Sensor yang terpasang pada alat tersebut mampu mengukur seberapa cepat jantung berdenyut. Hasilnya kemudian dibandingkan dengan data dari jurnal untuk memperoleh tingkat kelelahan.
Berbeda dengan Fator yang berlomba di subkategori kesehatan, Maftec berlomba di subkategori teknik ini mendeteksi kelelahan melalui kedipan mata. “Sesuai namanya, Maftec diperuntukkan mendeteksi kelelahan masinis kereta api,” ucap dosen yang ahli bidang Manajemen Operasional ini.
Melalui image processing webcam berintensitas cahaya sebesar 16 lux, hasil hitungan kedipan mata itu kemudian dituangkan dalam Skala Kantuk Karolinska. Apabila masinis yang bersangkutan mengantuk, alat ini akan mengirim sinyal getaran kepada pusat komando kereta api.
Tak hanya kedua alat ini, terdapat satu inovasi lagi yang dibawa oleh delegasi ITS ini. “Inovasi terakhir dari kami yaitu membuat sayap pesawat komersial lebih dinamis. Sayap hasil ciptaan ini terbukti sukses menghemat biaya penerbangan sebesat dua juta rupiah,” ungkapnya.

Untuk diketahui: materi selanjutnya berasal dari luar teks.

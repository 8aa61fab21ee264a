use sea_orm::entity::prelude::*;
use serde::{Deserialize, Serialize};

#[derive(Clone, Debug, PartialEq, Eq, DeriveEntityModel, Serialize, Deserialize)]
#[sea_orm(table_name = "need_comments")]
pub struct Model {
    #[sea_orm(primary_key, auto_increment = false)]
    pub id: Uuid,
    pub need_id: Uuid,
    pub user_id: Uuid,
    #[sea_orm(column_type = "Text")]
    pub content: String,
    pub parent_id: Option<Uuid>,
    pub upvotes: i32,
    pub downvotes: i32,
    pub created_at: DateTimeUtc,
    pub deleted_at: Option<DateTimeUtc>,
}

#[derive(Copy, Clone, Debug, EnumIter, DeriveRelation)]
pub enum Relation {
    #[sea_orm(
        belongs_to = "super::need::Entity",
        from = "Column::NeedId",
        to = "super::need::Column::Id",
        on_delete = "Cascade"
    )]
    Need,
    #[sea_orm(
        belongs_to = "super::user::Entity",
        from = "Column::UserId",
        to = "super::user::Column::Id",
        on_delete = "Cascade"
    )]
    User,
    #[sea_orm(
        belongs_to = "Entity",
        from = "Column::ParentId",
        to = "Column::Id",
        on_delete = "Cascade"
    )]
    Parent,
}

impl Related<super::need::Entity> for Entity {
    fn to() -> RelationDef {
        Relation::Need.def()
    }
}

impl Related<super::user::Entity> for Entity {
    fn to() -> RelationDef {
        Relation::User.def()
    }
}

impl ActiveModelBehavior for ActiveModel {}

Angka rupiah ini teruji dengan menggunakan sampel pesawat Boeing 737-900ER yang melakukan estimasi penerbangan Yogyakarta-Surabaya. Terbukti kinerja pesawat meningkat sebesar 17 hingga 23 persen.

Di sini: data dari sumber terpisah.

use super::db_err;
use super::entities::{user, User};
use crate::domain::{self, Role};
use neighborly_errors::AppError;
use sea_orm::{entity::*, DatabaseConnection};
use uuid::Uuid;

#[derive(Clone)]
pub struct UserRepository {
    db: DatabaseConnection,
}

impl UserRepository {
    pub fn new(db: DatabaseConnection) -> Self {
        Self { db }
    }

    pub async fn find_by_id(&self, id: Uuid) -> Result<Option<domain::User>, AppError> {
        User::find_by_id(id)
            .one(&self.db)
            .await
            .map(|m| m.map(to_domain))
            .map_err(db_err)
    }

    pub async fn upsert(&self, user_data: &domain::User) -> Result<domain::User, AppError> {
        let existing = User::find_by_id(user_data.id).one(&self.db).await.map_err(db_err)?;

        let model = if let Some(existing) = existing {
            let mut active: user::ActiveModel = existing.into();
            active.full_name = Set(user_data.full_name.clone());
            active.avatar_url = Set(user_data.avatar_url.clone());
            active.role = Set(user_data.role.as_str().to_string());
            active.update(&self.db).await
        } else {
            let active = user::ActiveModel {
                id: Set(user_data.id),
                full_name: Set(user_data.full_name.clone()),
                avatar_url: Set(user_data.avatar_url.clone()),
                role: Set(user_data.role.as_str().to_string()),
                created_at: Set(Some(chrono::Utc::now())),
            };
            active.insert(&self.db).await
        };

        model.map(to_domain).map_err(db_err)
    }
}

fn to_domain(m: user::Model) -> domain::User {
    domain::User {
        id: m.id,
        full_name: m.full_name,
        avatar_url: m.avatar_url,
        role: Role::parse(&m.role),
        created_at: m.created_at,
    }
}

Meski sempat terkendala komunikasi bahasa Korea saat Exhibition yang berlangsung tiga hari berturut-turut, Adith sangat mengapresiasi kinerja dari tiga mahasiswanya ini. “Masih di tahun kedua, namun mereka telah berhasil memukau juri mancanegara,” pungkasnya. (amm)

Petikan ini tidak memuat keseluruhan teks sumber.